For some with autism, hope for a better treatment
Hundreds of genes have been tied to autism, but GTF2I “is the only gene we are aware of that regulates socialization more directly,” Muotri said. The new research suggests that, when it comes to sociality, the gene is the main player in fetal brain development. Indeed, individuals without either Williams or 7q11.23 duplication syndromes — that is to say, most of us — have a balanced gene dosage of GTF2I, and are neither hyper- nor hypo-social.
The findings from the new study align with previous work that has demonstrated hypersociability in animals who lack GTF2I. For example, fruit flies who don’t have the gene prefer to eat together, without the usually obligatory “social bubble,” and mice who’ve had the gene deleted are friendlier than most. Moreover, incredibly, alterations to a gene that controls the function of GTF2I — potentially turning it off — may be at least partially responsible for the loving, friendly disposition of domesticated dogs compared to wild wolves.

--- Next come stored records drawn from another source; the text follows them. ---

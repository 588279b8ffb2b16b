//! Action bundles and the signed record of what a commit applied
//!
//! [`Actions`] is what a caller submits. [`AppliedActions`] is the normalized
//! record built while the bundle is applied; its canonical encoding is the
//! exact input to the [`Signer`](super::credentials::Signer).

use super::errors::{GroupError, GroupResult};
use super::types::{
    AccessRequired, Member, PendingMember, Presentation, ProfileKeyCiphertext, Role, UserId,
};
use serde::{Deserialize, Serialize};

/// Format byte prefixed to every encoded [`AppliedActions`]
///
/// Bump when the field layout changes; old signatures stay verifiable only
/// against the layout they were produced with.
pub const APPLIED_ACTIONS_FORMAT: u8 = 1;

/// Change epoch for ordinary commits
pub const CHANGE_EPOCH_DEFAULT: u32 = 1;

/// Change epoch for commits that promoted a pending member across identity spaces
pub const CHANGE_EPOCH_PNI_PROMOTION: u32 = 5;

/// Direct admission of a member with a credential presentation
#[derive(Debug, Clone, PartialEq, Eq, Serialize, Deserialize)]
pub struct AddMemberAction {
    pub role: Option<Role>,
    pub presentation: Presentation,
}

/// Invitation of a not-yet-verified user
#[derive(Debug, Clone, PartialEq, Eq, Serialize, Deserialize)]
pub struct AddPendingMemberAction {
    /// Raw encrypted identity; validated for length on apply
    pub user_id: Vec<u8>,
    pub role: Option<Role>,
}

#[derive(Debug, Clone, PartialEq, Eq, Serialize, Deserialize)]
pub struct ModifyMemberRoleAction {
    pub user_id: UserId,
    pub role: Option<Role>,
}

/// Proposed mutations against a target version
#[derive(Debug, Clone, Default, PartialEq, Eq, Serialize, Deserialize)]
pub struct Actions {
    /// Version the caller expects the commit to produce
    pub version: Option<u32>,
    pub modify_title: Option<Vec<u8>>,
    pub modify_description: Option<Vec<u8>>,
    pub modify_avatar: Option<String>,
    pub modify_disappearing_messages_timer: Option<u32>,
    pub add_members: Vec<AddMemberAction>,
    pub delete_members: Vec<UserId>,
    pub modify_member_roles: Vec<ModifyMemberRoleAction>,
    pub modify_member_profile_keys: Vec<Presentation>,
    pub add_pending_members: Vec<AddPendingMemberAction>,
    pub delete_pending_members: Vec<UserId>,
    pub promote_pending_members: Vec<Presentation>,
    pub promote_pending_pni_aci_members: Vec<Presentation>,
    pub modify_attributes_access: Option<AccessRequired>,
    pub modify_members_access: Option<AccessRequired>,
    pub modify_add_from_invite_link_access: Option<AccessRequired>,
}

impl Actions {
    /// Empty bundle targeting `version`
    pub fn at_version(version: u32) -> Self {
        Self { version: Some(version), ..Default::default() }
    }

    pub fn title(mut self, title: impl Into<Vec<u8>>) -> Self {
        self.modify_title = Some(title.into());
        self
    }

    pub fn description(mut self, description: impl Into<Vec<u8>>) -> Self {
        self.modify_description = Some(description.into());
        self
    }

    pub fn avatar(mut self, avatar: impl Into<String>) -> Self {
        self.modify_avatar = Some(avatar.into());
        self
    }

    pub fn disappearing_messages_timer(mut self, seconds: u32) -> Self {
        self.modify_disappearing_messages_timer = Some(seconds);
        self
    }

    pub fn add_member(mut self, role: Role, presentation: Presentation) -> Self {
        self.add_members.push(AddMemberAction { role: Some(role), presentation });
        self
    }

    pub fn delete_member(mut self, user_id: UserId) -> Self {
        self.delete_members.push(user_id);
        self
    }

    pub fn modify_member_role(mut self, user_id: UserId, role: Role) -> Self {
        self.modify_member_roles.push(ModifyMemberRoleAction { user_id, role: Some(role) });
        self
    }

    pub fn modify_profile_key(mut self, presentation: Presentation) -> Self {
        self.modify_member_profile_keys.push(presentation);
        self
    }

    pub fn add_pending_member(mut self, user_id: &UserId, role: Role) -> Self {
        self.add_pending_members.push(AddPendingMemberAction {
            user_id: user_id.as_bytes().to_vec(),
            role: Some(role),
        });
        self
    }

    pub fn delete_pending_member(mut self, user_id: UserId) -> Self {
        self.delete_pending_members.push(user_id);
        self
    }

    pub fn promote_pending(mut self, presentation: Presentation) -> Self {
        self.promote_pending_members.push(presentation);
        self
    }

    pub fn promote_pending_pni(mut self, presentation: Presentation) -> Self {
        self.promote_pending_pni_aci_members.push(presentation);
        self
    }

    pub fn attributes_access(mut self, access: AccessRequired) -> Self {
        self.modify_attributes_access = Some(access);
        self
    }

    pub fn members_access(mut self, access: AccessRequired) -> Self {
        self.modify_members_access = Some(access);
        self
    }

    pub fn add_from_invite_link_access(mut self, access: AccessRequired) -> Self {
        self.modify_add_from_invite_link_access = Some(access);
        self
    }
}

#[derive(Debug, Clone, PartialEq, Eq, Serialize, Deserialize)]
pub struct MemberRoleChange {
    pub user_id: UserId,
    pub role: Role,
}

#[derive(Debug, Clone, PartialEq, Eq, Serialize, Deserialize)]
pub struct ProfileKeyChange {
    pub user_id: UserId,
    pub profile_key_ciphertext: ProfileKeyCiphertext,
}

/// Pending member promoted under the same identity
#[derive(Debug, Clone, PartialEq, Eq, Serialize, Deserialize)]
pub struct PromotedMember {
    pub user_id: UserId,
    pub profile_key_ciphertext: ProfileKeyCiphertext,
}

/// Pending member invited under its secondary identity and promoted under its primary one
#[derive(Debug, Clone, PartialEq, Eq, Serialize, Deserialize)]
pub struct PromotedPniMember {
    pub aci: UserId,
    pub pni: UserId,
    pub profile_key_ciphertext: ProfileKeyCiphertext,
}

/// Normalized record of what one commit applied
///
/// Field order is part of the signed encoding.
#[derive(Debug, Clone, PartialEq, Eq, Serialize, Deserialize)]
pub struct AppliedActions {
    pub source_user_id: UserId,
    pub version: u32,
    pub modify_title: Option<Vec<u8>>,
    pub modify_description: Option<Vec<u8>>,
    pub modify_avatar: Option<String>,
    pub modify_disappearing_messages_timer: Option<u32>,
    pub add_members: Vec<Member>,
    pub delete_members: Vec<UserId>,
    pub modify_member_roles: Vec<MemberRoleChange>,
    pub modify_member_profile_keys: Vec<ProfileKeyChange>,
    pub add_pending_members: Vec<PendingMember>,
    pub delete_pending_members: Vec<UserId>,
    pub promote_pending_members: Vec<PromotedMember>,
    pub promote_pending_pni_aci_members: Vec<PromotedPniMember>,
    pub modify_attributes_access: Option<AccessRequired>,
    pub modify_members_access: Option<AccessRequired>,
    pub modify_add_from_invite_link_access: Option<AccessRequired>,
}

impl AppliedActions {
    pub fn new(source_user_id: UserId, version: u32) -> Self {
        Self {
            source_user_id,
            version,
            modify_title: None,
            modify_description: None,
            modify_avatar: None,
            modify_disappearing_messages_timer: None,
            add_members: Vec::new(),
            delete_members: Vec::new(),
            modify_member_roles: Vec::new(),
            modify_member_profile_keys: Vec::new(),
            add_pending_members: Vec::new(),
            delete_pending_members: Vec::new(),
            promote_pending_members: Vec::new(),
            promote_pending_pni_aci_members: Vec::new(),
            modify_attributes_access: None,
            modify_members_access: None,
            modify_add_from_invite_link_access: None,
        }
    }

    /// Canonical bytes: format byte followed by the bincode body
    pub fn encode(&self) -> GroupResult<Vec<u8>> {
        let body = bincode::serialize(self)?;
        let mut out = Vec::with_capacity(body.len() + 1);
        out.push(APPLIED_ACTIONS_FORMAT);
        out.extend_from_slice(&body);
        Ok(out)
    }

    pub fn decode(bytes: &[u8]) -> GroupResult<Self> {
        match bytes.split_first() {
            Some((&APPLIED_ACTIONS_FORMAT, body)) => Ok(bincode::deserialize(body)?),
            Some((format, _)) => Err(GroupError::Serialization(format!(
                "unsupported applied actions format {}",
                format
            ))),
            None => Err(GroupError::Serialization("empty applied actions".to_string())),
        }
    }
}

/// Applied actions together with the server signature over their encoding
#[derive(Debug, Clone, PartialEq, Eq, Serialize, Deserialize)]
pub struct SignedChange {
    pub actions: AppliedActions,
    /// Exact bytes that were signed
    pub encoded_actions: Vec<u8>,
    pub signature: Vec<u8>,
    pub change_epoch: u32,
}
//! Configuration management for grouplog
//!
//! Configuration comes from defaults, an optional TOML file, and
//! `GROUPLOG_<SECTION>_<KEY>` environment variables, in that order.

use serde::{Deserialize, Serialize};
use std::env;

mod error;

pub use error::ConfigError;

/// Main application configuration
#[derive(Debug, Clone, Default, Serialize, Deserialize)]
pub struct Config {
    /// Logging configuration
    #[serde(default)]
    pub logging: LoggingConfig,

    /// Group state machine limits
    #[serde(default)]
    pub group: GroupConfig,
}

/// Logging configuration
#[derive(Debug, Clone, Serialize, Deserialize)]
pub struct LoggingConfig {
    /// Log level (trace, debug, info, warn, error)
    pub level: String,

    /// Enable JSON formatting
    pub json_format: bool,

    /// Include target module
    pub with_target: bool,
}

/// Limits enforced by `ServerGroup::modify`
#[derive(Debug, Clone, PartialEq, Eq, Serialize, Deserialize)]
pub struct GroupConfig {
    /// Maximum members plus pending members
    pub max_group_size: usize,

    /// Maximum encrypted title length in bytes
    pub max_title_bytes: usize,

    /// Maximum encrypted description length in bytes
    pub max_description_bytes: usize,

    /// Cap on entries returned by a bounded history fetch (0 = unlimited)
    pub max_changes_per_fetch: usize,
}

impl Default for LoggingConfig {
    fn default() -> Self {
        Self { level: "info".to_string(), json_format: false, with_target: true }
    }
}

impl Default for GroupConfig {
    fn default() -> Self {
        Self {
            max_group_size: 1000,
            max_title_bytes: 1024,
            max_description_bytes: 8192,
            max_changes_per_fetch: 0,
        }
    }
}

fn parse_var<T>(name: &str, raw: &str) -> Result<T, ConfigError>
where
    T: std::str::FromStr,
    T::Err: std::fmt::Display,
{
    raw.parse()
        .map_err(|e| ConfigError::InvalidValue(format!("Invalid {}: {}", name, e)))
}

impl Config {
    /// Load configuration from environment variables
    ///
    /// Example: `GROUPLOG_GROUP_MAX_GROUP_SIZE=250`
    pub fn from_env() -> Result<Self, ConfigError> {
        let mut config = Self::default();
        config.apply_overrides(|key| env::var(key).ok())?;
        config.validate()?;
        Ok(config)
    }

    /// Apply `GROUPLOG_*` overrides read through `lookup`
    pub fn apply_overrides<F>(&mut self, lookup: F) -> Result<(), ConfigError>
    where
        F: Fn(&str) -> Option<String>,
    {
        // Logging config
        if let Some(level) = lookup("GROUPLOG_LOGGING_LEVEL") {
            self.logging.level = level.to_lowercase();
        }
        if let Some(json) = lookup("GROUPLOG_LOGGING_JSON_FORMAT") {
            self.logging.json_format = parse_var("JSON flag", &json)?;
        }
        if let Some(target) = lookup("GROUPLOG_LOGGING_WITH_TARGET") {
            self.logging.with_target = parse_var("target flag", &target)?;
        }

        // Group config
        if let Some(size) = lookup("GROUPLOG_GROUP_MAX_GROUP_SIZE") {
            self.group.max_group_size = parse_var("max group size", &size)?;
        }
        if let Some(bytes) = lookup("GROUPLOG_GROUP_MAX_TITLE_BYTES") {
            self.group.max_title_bytes = parse_var("max title bytes", &bytes)?;
        }
        if let Some(bytes) = lookup("GROUPLOG_GROUP_MAX_DESCRIPTION_BYTES") {
            self.group.max_description_bytes = parse_var("max description bytes", &bytes)?;
        }
        if let Some(count) = lookup("GROUPLOG_GROUP_MAX_CHANGES_PER_FETCH") {
            self.group.max_changes_per_fetch = parse_var("max changes per fetch", &count)?;
        }

        Ok(())
    }

    /// Load configuration from file
    pub fn from_file(path: impl AsRef<std::path::Path>) -> Result<Self, ConfigError> {
        let contents =
            std::fs::read_to_string(path).map_err(|e| ConfigError::FileReadError(e.to_string()))?;

        let config: Self = toml::from_str(&contents)?;

        config.validate()?;
        Ok(config)
    }

    /// Validate configuration
    pub fn validate(&self) -> Result<(), ConfigError> {
        if self.group.max_group_size == 0 {
            return Err(ConfigError::ValidationFailed(
                "max_group_size must be greater than 0".to_string(),
            ));
        }

        if self.group.max_title_bytes == 0 {
            return Err(ConfigError::ValidationFailed(
                "max_title_bytes must be greater than 0".to_string(),
            ));
        }

        let valid_levels = ["trace", "debug", "info", "warn", "error"];
        if !valid_levels.contains(&self.logging.level.as_str()) {
            return Err(ConfigError::ValidationFailed(format!(
                "Invalid log level: {}",
                self.logging.level
            )));
        }

        Ok(())
    }

    /// Save configuration to file
    pub fn save_to_file(&self, path: impl AsRef<std::path::Path>) -> Result<(), ConfigError> {
        let contents =
            toml::to_string_pretty(self).map_err(|e| ConfigError::SerializeError(e.to_string()))?;

        std::fs::write(path, contents).map_err(|e| ConfigError::FileWriteError(e.to_string()))?;

        Ok(())
    }
}
//! Fixtures for building groups in tests
//!
//! Presentations produced here are `identity ‖ profile key ‖ tag`, where the
//! tag is SHA-256 over the group public params, identity and profile key.
//! [`MockCredentialVerifier`] accepts exactly those, so a presentation made
//! for one group does not verify against another.

use crate::config::GroupConfig;
use crate::group::{
    AccessControl, CredentialError, CredentialVerifier, Ed25519Signer, GroupPublicParams,
    GroupResult, GroupSecretParams, InitialGroupState, InitialMember, Presentation,
    ProfileKeyCiphertext, Role, ServerGroup, UserId, VerifiedCredential, USER_ID_LEN,
};
use rand::rngs::StdRng;
use rand::{Rng, SeedableRng};
use sha2::{Digest, Sha256};
use std::sync::Arc;

/// Seed used by [`GroupFixture::new`]
pub const DEFAULT_TEST_SEED: u64 = 42;

const TAG_LEN: usize = 32;
const PROFILE_KEY_LEN: usize = 32;

/// Leading byte of generated primary identities
pub const ACI_MARKER: u8 = 0x01;
/// Leading byte of generated phone-number identities
pub const PNI_MARKER: u8 = 0x02;

/// Deterministic bytes for `seed`
pub fn seeded_bytes(seed: u64, len: usize) -> Vec<u8> {
    let mut rng = StdRng::seed_from_u64(seed);
    (0..len).map(|_| rng.random()).collect()
}

fn presentation_tag(
    params: &GroupPublicParams,
    identity: &[u8],
    profile_key: &[u8],
) -> [u8; TAG_LEN] {
    let mut hasher = Sha256::new();
    hasher.update(params.as_bytes());
    hasher.update(identity);
    hasher.update(profile_key);
    let mut tag = [0u8; TAG_LEN];
    tag.copy_from_slice(&hasher.finalize());
    tag
}

/// Credential verifier that checks the fixture's tagged presentations
#[derive(Debug, Clone, Copy, Default)]
pub struct MockCredentialVerifier;

impl MockCredentialVerifier {
    /// Build a presentation that verifies to `user_id` and `profile_key` under `params`
    pub fn present(
        params: &GroupPublicParams,
        user_id: &UserId,
        profile_key: &ProfileKeyCiphertext,
    ) -> Presentation {
        let mut bytes = Vec::with_capacity(USER_ID_LEN + profile_key.0.len() + TAG_LEN);
        bytes.extend_from_slice(user_id.as_bytes());
        bytes.extend_from_slice(profile_key.as_bytes());
        let tag = presentation_tag(params, user_id.as_bytes(), profile_key.as_bytes());
        bytes.extend_from_slice(&tag);
        Presentation(bytes)
    }
}

impl CredentialVerifier for MockCredentialVerifier {
    fn verify(
        &self,
        params: &GroupPublicParams,
        presentation: &Presentation,
    ) -> Result<VerifiedCredential, CredentialError> {
        let bytes = presentation.as_bytes();
        if bytes.len() < USER_ID_LEN + TAG_LEN {
            return Err(CredentialError(format!("presentation too short: {} bytes", bytes.len())));
        }

        let (body, tag) = bytes.split_at(bytes.len() - TAG_LEN);
        let (identity, profile_key) = body.split_at(USER_ID_LEN);
        if presentation_tag(params, identity, profile_key).as_slice() != tag {
            return Err(CredentialError("presentation tag mismatch".to_string()));
        }

        let user_id = UserId::from_bytes(identity).map_err(|e| CredentialError(e.to_string()))?;
        Ok(VerifiedCredential {
            user_id,
            profile_key_ciphertext: ProfileKeyCiphertext(profile_key.to_vec()),
        })
    }
}

/// A user with both identities and a profile key
#[derive(Debug, Clone, PartialEq, Eq)]
pub struct TestUser {
    pub aci: UserId,
    pub pni: UserId,
    pub profile_key: ProfileKeyCiphertext,
}

fn seeded_user_id(marker: u8, seed: u64) -> UserId {
    let mut bytes = seeded_bytes(seed, USER_ID_LEN);
    bytes[0] = marker;
    UserId::from_bytes(&bytes).expect("seeded id has USER_ID_LEN bytes")
}

/// Builds users, presentations and groups that share one set of params
pub struct GroupFixture {
    pub public_params: GroupPublicParams,
    pub secret_params: GroupSecretParams,
    pub verifier: Arc<MockCredentialVerifier>,
}

impl Default for GroupFixture {
    fn default() -> Self {
        Self::new()
    }
}

impl GroupFixture {
    pub fn new() -> Self {
        Self::with_seed(DEFAULT_TEST_SEED)
    }

    pub fn with_seed(seed: u64) -> Self {
        Self {
            public_params: GroupPublicParams(seeded_bytes(seed, 32)),
            secret_params: GroupSecretParams::new(seeded_bytes(seed.wrapping_add(1), 32)),
            verifier: Arc::new(MockCredentialVerifier),
        }
    }

    /// Same `seed` gives the same user
    pub fn user(&self, seed: u64) -> TestUser {
        TestUser {
            aci: seeded_user_id(ACI_MARKER, seed),
            pni: seeded_user_id(PNI_MARKER, seed),
            profile_key: ProfileKeyCiphertext(seeded_bytes(seed ^ 0xA5A5, PROFILE_KEY_LEN)),
        }
    }

    /// Presentation proving `user`'s primary identity and profile key
    pub fn presentation(&self, user: &TestUser) -> Presentation {
        MockCredentialVerifier::present(&self.public_params, &user.aci, &user.profile_key)
    }

    /// Presentation carrying a different profile key
    pub fn presentation_with_key(
        &self,
        user: &TestUser,
        profile_key: &ProfileKeyCiphertext,
    ) -> Presentation {
        MockCredentialVerifier::present(&self.public_params, &user.aci, profile_key)
    }

    /// Copy of `presentation` with a corrupted tag
    pub fn forge(presentation: &Presentation) -> Presentation {
        let mut bytes = presentation.0.clone();
        if let Some(last) = bytes.last_mut() {
            *last ^= 0xFF;
        }
        Presentation(bytes)
    }

    pub fn initial_state(
        &self,
        access: AccessControl,
        members: &[(&TestUser, Role)],
    ) -> InitialGroupState {
        let mut initial = InitialGroupState::new(self.public_params.0.clone(), access);
        initial.members = members
            .iter()
            .map(|(user, role)| InitialMember {
                role: Some(*role),
                presentation: self.presentation(user),
            })
            .collect();
        initial
    }

    pub fn build(&self, initial: InitialGroupState) -> GroupResult<ServerGroup> {
        self.build_with_config(initial, GroupConfig::default())
    }

    pub fn build_with_config(
        &self,
        initial: InitialGroupState,
        config: GroupConfig,
    ) -> GroupResult<ServerGroup> {
        ServerGroup::construct(
            initial,
            self.secret_params.clone(),
            self.verifier.clone(),
            Arc::new(Ed25519Signer),
            config,
        )
    }
}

Thanks to the findings of Muotri’s team, hope may be on the horizon for those with GFT2I-linked autism. The research has paved the way for the potential development of a drug that regulates its expression, facilitating social interaction for affected individuals. Such treatment may also help those who have a normal GFT2I gene that was “turned off” by the epigenome, biochemical regulators that modify how our genes are expressed during development and across the lifespan.
The team’s work also sheds light on the evolution of human sociality, Muotri contends. Chimpanzees — the closest evolutionary relative of humans — are social but only to an extent, preferring to deal with just a few other chimps at once. Humans, on the other hand, “create large communities in which we trust each other without really knowing each other,” he said. Case in point: “When you enter a plane, you don’t ask to see the pilot’s license.”
GFT2I is “most likely among the genes that help humans achieve that safe balance, where we trust the community but sometimes don’t trust each other to the same degree,” he added. “There’s a fine-tuning of socialization in humans you don’t see in other species.”
What results is the ability to effectively collaborate — and such collaboration, Muotri asserts, has been key to humanity’s greatest achievements: “It’s when we cooperate that we can put a man on the moon. It’s when we cooperate that we can decode the human genome. Because we work together.”
Link to full study: https://doi.org/10.1016/j.celrep.2024.113867
Co-authors of the study include Jason W. Adams, Annabelle Vinokur, Janaína S. de Souza, Charles Austria, Bruno S. Guerra, Roberto H. Herai, and Karl J. Wahlin, all at UC San Diego.
The study was funded, in part, by the National Institutes of Health (grants R01MH100175, R01NS105969, P01 NICHD033113, MH123828, R01NS123642, R01MH127077, R01ES033636, R21MH128827, R01AG078959, R01DA056908, R01HD107788, R01HG012351, R21HD109616, R01MH107367 and 5T32GM007198, 1-DP2-OD006495-01), the United States Department of Defense (W81XWH2110306) and a CARTA Fellowship.
Disclosures: Alyson Muotri is a cofounder and has equity interest in TISMOO, a company dedicated to genetic analysis and brain organoid modeling focusing on therapeutic applications customized for ASD and other neurological disorders with genetic origins.